Wednesday, 15 February 2012

15th February 2012

The Anglican Church in Fuengirola is half way between the Railway Station and the Audi showroom.

Not quite Brian Patten's famous line 'O somewhere between Heaven and Woolworths', but close enough.

Being halfway between one thing and another can be a good place to be.

The shining cars on display in the Audi showroom suggests that all is well with the Spanish economy.

The prices in Euro's of the cars is eye watering, but the cars sell, which means that someone somewhere has got the money or the credit rating to afford to buy them.

The Railway Station is how everyone else gets around.

Apparently it is the best way to get to Malaga, it is accessible for the wheelchair and removes the headache that is parking in any City.

Being halfway between one thing and another is great because it means that you are both stuck in the middle and able to speak from where you are to those around you.

Currently the Government is stuck in the middle, somewhere between a rock and a hard place.

The rating agencies have put the Chancellor on notice that the triple AAA rating could be removed, the economy is flat-lining and wherever you look economic indicators suggest that we are are somewhere between a recession and a disaster.

Interesting that before the election we were offered a 'vision', I use the word advisedly, of a big society where we are encouraged to take more responsibility as citizens.

More responsibility meaning less government.

But the 'vision' is now contradicted by a Prime Minister who appears increasingly to have a tendency towards micro management.

Which means that increasingly the government is announcing policies and strategies for all sorts of issues.

Last week it was car insurance and driving down the cost of so many claims for compensation.

This week it seems that alcohol and the high cost of treatment versus the low cost of alcohol.

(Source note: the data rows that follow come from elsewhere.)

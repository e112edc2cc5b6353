//! Left-to-right ordering inside one generation.
//!
//! Members are partitioned into marriage groups (connected components of same-generation
//! spouse edges). Each group is laid out around its anchor with the current spouse adjacent and
//! earlier spouses pushed outward, then groups are sorted by birth era.

use crate::graph::{KinGraph, SpouseEdge};
use gedtree_core::SpouseStatus;
use rustc_hash::{FxHashMap as HashMap, FxHashSet as HashSet};
use std::collections::VecDeque;

/// Sorts after every real year.
pub const MISSING_YEAR: i32 = 9999;

#[derive(Debug, Clone, PartialEq, Eq)]
pub struct MarriageGroup {
    pub anchor: usize,
    /// Left-to-right member order.
    pub members: Vec<usize>,
    pub sort_key: i32,
}

/// Orders `members` (given in assignment order) for display.
pub fn order_generation(graph: &KinGraph, members: &[usize]) -> Vec<usize> {
    let mut groups = marriage_groups(graph, members);
    groups.sort_by_key(|g| g.sort_key);
    groups.into_iter().flat_map(|g| g.members).collect()
}

pub fn marriage_groups(graph: &KinGraph, members: &[usize]) -> Vec<MarriageGroup> {
    let position: HashMap<usize, usize> = members
        .iter()
        .enumerate()
        .map(|(pos, &node)| (node, pos))
        .collect();
    let same_generation = |edge: &&SpouseEdge| position.contains_key(&edge.node);

    let mut placed: HashSet<usize> = HashSet::default();
    let mut groups = Vec::new();

    for &start in members {
        if placed.contains(&start) {
            continue;
        }

        let mut component = vec![start];
        placed.insert(start);
        let mut queue = VecDeque::from([start]);
        while let Some(node) = queue.pop_front() {
            for edge in graph.spouses(node).iter().filter(same_generation) {
                if placed.insert(edge.node) {
                    component.push(edge.node);
                    queue.push_back(edge.node);
                }
            }
        }
        component.sort_by_key(|n| position[n]);

        // Most same-generation spouses wins; ties keep assignment order.
        let spouse_count =
            |n: usize| graph.spouses(n).iter().filter(same_generation).count();
        let mut anchor = component[0];
        for &n in &component[1..] {
            if spouse_count(n) > spouse_count(anchor) {
                anchor = n;
            }
        }

        let anchor_edges: Vec<&SpouseEdge> = graph
            .spouses(anchor)
            .iter()
            .filter(same_generation)
            .collect();
        let layout = arrange_around_anchor(anchor, &anchor_edges);
        let layout = attach_remaining(graph, layout, &component, anchor);
        let sort_key = group_sort_key(graph, anchor, &layout);

        groups.push(MarriageGroup {
            anchor,
            members: layout,
            sort_key,
        });
    }

    groups
}

fn recency(edge: &SpouseEdge) -> (i32, usize) {
    (edge.marriage_year.unwrap_or(MISSING_YEAR), edge.fams_index)
}

/// `[oldest prior, .., latest prior, anchor, current]`.
fn arrange_around_anchor(anchor: usize, edges: &[&SpouseEdge]) -> Vec<usize> {
    let mut distinct: Vec<&SpouseEdge> = Vec::with_capacity(edges.len());
    for edge in edges {
        if !distinct.iter().any(|e| e.node == edge.node) {
            distinct.push(edge);
        }
    }

    let current = distinct
        .iter()
        .filter(|e| e.status == SpouseStatus::Married)
        .max_by_key(|e| recency(e))
        .or_else(|| distinct.iter().max_by_key(|e| recency(e)))
        .map(|e| e.node);

    let mut priors: Vec<&SpouseEdge> = distinct
        .into_iter()
        .filter(|e| Some(e.node) != current)
        .collect();
    priors.sort_by_key(|e| recency(e));

    let mut layout: Vec<usize> = priors.into_iter().map(|e| e.node).collect();
    layout.push(anchor);
    layout.extend(current);
    layout
}

/// Places component members that are not the anchor's spouses next to a placed partner, on the
/// side facing away from the anchor.
fn attach_remaining(
    graph: &KinGraph,
    mut layout: Vec<usize>,
    component: &[usize],
    anchor: usize,
) -> Vec<usize> {
    let mut pending: Vec<usize> = component
        .iter()
        .copied()
        .filter(|n| !layout.contains(n))
        .collect();

    while !pending.is_empty() {
        let mut progressed = false;
        let mut still_pending = Vec::new();
        for node in pending {
            let partner_pos = graph
                .spouses(node)
                .iter()
                .find_map(|s| layout.iter().position(|&m| m == s.node));
            let Some(partner_pos) = partner_pos else {
                still_pending.push(node);
                continue;
            };
            let anchor_pos = layout.iter().position(|&m| m == anchor).unwrap_or(0);
            if partner_pos < anchor_pos {
                layout.insert(partner_pos, node);
            } else {
                layout.insert(partner_pos + 1, node);
            }
            progressed = true;
        }
        if !progressed {
            layout.extend(still_pending);
            break;
        }
        pending = still_pending;
    }

    layout
}

/// Minimum of the anchor's birth year and every marriage year inside the group.
fn group_sort_key(graph: &KinGraph, anchor: usize, members: &[usize]) -> i32 {
    let mut key = graph.birth_year(anchor).unwrap_or(MISSING_YEAR);
    for &m in members {
        for edge in graph.spouses(m) {
            if members.contains(&edge.node) {
                key = key.min(edge.marriage_year.unwrap_or(MISSING_YEAR));
            }
        }
    }
    key
}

Micro management is very dangerous for any number of reasons but mainly because it is a way of avoiding the real issues.

After all it is so much easier to get worked up about public drunkenness and the impact that has on A&E units in hospitals on a Friday and Saturday nights than it is to get worked up about child poverty which is increasing and of course the cynical view is that it is much better to focus on TV images of young people staggering through the town centre than it is to show children starving because family incomes are being reduced by a variety of cuts in both wages and benefits.

During the last Conservative Government's time in office there was much talk of Victorian values everyone seemed to think that there was something valuable in reaching into the past.

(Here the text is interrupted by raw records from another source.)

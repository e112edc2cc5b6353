//! GEDCOM id <-> display id mapping.
//!
//! Display ids strip the `@` delimiters and lowercase the rest (`@I12@` -> `i12`). Lowercasing
//! loses information, so the inverse goes through an [`IdMap`] built from the parsed records.

use crate::model::Gedcom;
use indexmap::IndexMap;

pub fn gedcom_id_to_display_id(gedcom_id: &str) -> String {
    gedcom_id.replace('@', "").to_lowercase()
}

/// Display id -> original GEDCOM id, covering every individual, family and object record.
#[derive(Debug, Clone, Default, PartialEq, Eq)]
pub struct IdMap {
    to_gedcom: IndexMap<String, String>,
}

impl IdMap {
    pub fn from_gedcom(gedcom: &Gedcom) -> Self {
        let ids = gedcom
            .individuals
            .keys()
            .chain(gedcom.families.keys())
            .chain(gedcom.objects.keys());

        let mut to_gedcom: IndexMap<String, String> = IndexMap::new();
        for id in ids {
            let shown = gedcom_id_to_display_id(id);
            match to_gedcom.get(&shown) {
                Some(existing) if existing != id => {
                    tracing::warn!(
                        display_id = %shown,
                        kept = %existing,
                        dropped = %id,
                        "display id collision; keeping the first record"
                    );
                }
                Some(_) => {}
                None => {
                    to_gedcom.insert(shown, id.clone());
                }
            }
        }
        Self { to_gedcom }
    }

    pub fn display_id_to_gedcom_id(&self, display_id: &str) -> Option<&str> {
        self.to_gedcom.get(display_id).map(String::as_str)
    }

    pub fn display_ids(&self) -> impl Iterator<Item = &str> {
        self.to_gedcom.keys().map(String::as_str)
    }

    pub fn len(&self) -> usize {
        self.to_gedcom.len()
    }

    pub fn is_empty(&self) -> bool {
        self.to_gedcom.is_empty()
    }
}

I wrote an article in which I suggested that whenever the idea of Victorian values was raised the word Victorian should be replaced with the word Dickensian.

Dicken's bi-centenary has just been celebrated and will doubtless continue to be celebrated throughout the year.

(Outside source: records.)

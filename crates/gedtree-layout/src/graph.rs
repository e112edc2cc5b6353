//! Index-based kinship graph.
//!
//! Individuals become dense `usize` nodes in file order. Edges are resolved once from
//! [`gedtree_core::Relations`], so traversals never touch string maps in their hot loops.

use gedtree_core::{Gedcom, SpouseStatus};
use rustc_hash::FxHashMap as HashMap;

#[derive(Debug, Clone, PartialEq, Eq)]
pub struct SpouseEdge {
    pub node: usize,
    pub family_id: String,
    pub status: SpouseStatus,
    pub marriage_year: Option<i32>,
    /// Position of the family in the owner's `FAMS` list.
    pub fams_index: usize,
}

#[derive(Debug, Clone, Default)]
struct NodeEntry {
    id: String,
    birth_year: Option<i32>,
    parents: Vec<usize>,
    children: Vec<usize>,
    spouses: Vec<SpouseEdge>,
}

#[derive(Debug, Clone, Default)]
pub struct KinGraph {
    nodes: Vec<NodeEntry>,
    node_index: HashMap<String, usize>,
}

impl KinGraph {
    pub fn from_gedcom(gedcom: &Gedcom) -> Self {
        let rel = gedcom.relations();

        let mut node_index: HashMap<String, usize> = HashMap::default();
        node_index.reserve(gedcom.individuals.len());
        for (idx, id) in gedcom.individuals.keys().enumerate() {
            node_index.insert(id.clone(), idx);
        }
        let lookup = |id: &str| node_index.get(id).copied();

        let mut nodes = Vec::with_capacity(gedcom.individuals.len());
        for (id, person) in &gedcom.individuals {
            let mut parents: Vec<usize> = Vec::new();
            for p in rel.parents(id).into_iter().filter_map(lookup) {
                if !parents.contains(&p) {
                    parents.push(p);
                }
            }
            let children = rel.children(id).into_iter().filter_map(lookup).collect();
            let spouses = rel
                .spouses(id)
                .into_iter()
                .enumerate()
                .filter_map(|(fams_index, link)| {
                    let node = lookup(&link.spouse_id)?;
                    Some(SpouseEdge {
                        node,
                        marriage_year: link.marriage_year(),
                        family_id: link.family_id,
                        status: link.status,
                        fams_index,
                    })
                })
                .collect();

            nodes.push(NodeEntry {
                id: id.clone(),
                birth_year: person.birth_year(),
                parents,
                children,
                spouses,
            });
        }

        let graph = Self { nodes, node_index };
        tracing::debug!(
            nodes = graph.node_count(),
            edges = graph.edge_count(),
            "built kinship graph"
        );
        graph
    }

    pub fn node_count(&self) -> usize {
        self.nodes.len()
    }

    pub fn is_empty(&self) -> bool {
        self.nodes.is_empty()
    }

    /// Parent->child edges plus spouse edges, each counted once per direction.
    pub fn edge_count(&self) -> usize {
        self.nodes
            .iter()
            .map(|n| n.children.len() + n.spouses.len())
            .sum()
    }

    pub fn index_of(&self, id: &str) -> Option<usize> {
        self.node_index.get(id).copied()
    }

    pub fn id(&self, node: usize) -> &str {
        &self.nodes[node].id
    }

    pub fn ids(&self) -> impl Iterator<Item = &str> {
        self.nodes.iter().map(|n| n.id.as_str())
    }

    pub fn birth_year(&self, node: usize) -> Option<i32> {
        self.nodes[node].birth_year
    }

    pub fn parents(&self, node: usize) -> &[usize] {
        &self.nodes[node].parents
    }

    pub fn children(&self, node: usize) -> &[usize] {
        &self.nodes[node].children
    }

    pub fn spouses(&self, node: usize) -> &[SpouseEdge] {
        &self.nodes[node].spouses
    }

    pub fn spouse_edge(&self, node: usize, spouse: usize) -> Option<&SpouseEdge> {
        self.nodes[node].spouses.iter().find(|s| s.node == spouse)
    }

    pub fn has_parents(&self, node: usize) -> bool {
        !self.nodes[node].parents.is_empty()
    }

    pub fn has_children(&self, node: usize) -> bool {
        !self.nodes[node].children.is_empty()
    }

    /// Neighbors in traversal order: parents, then children, then spouses.
    pub fn neighbors(&self, node: usize) -> impl Iterator<Item = usize> + '_ {
        let entry = &self.nodes[node];
        entry
            .parents
            .iter()
            .copied()
            .chain(entry.children.iter().copied())
            .chain(entry.spouses.iter().map(|s| s.node))
    }
}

Those novels which so graphically illustrated the grinding effects of poverty on family life and children's aspiration's can still be harrowing and especially so when the effects of public spending cuts is bringing the echoes of Dickens narrative back into our hearing.

I'm not sure which is worse, Mr Cameron's micro managing or Mr Osborne's refusal to manage at all, so we remain stuck as Gerry Rafferty's song has it, in the middle, although I increasingly wonder, should that be spelled muddle?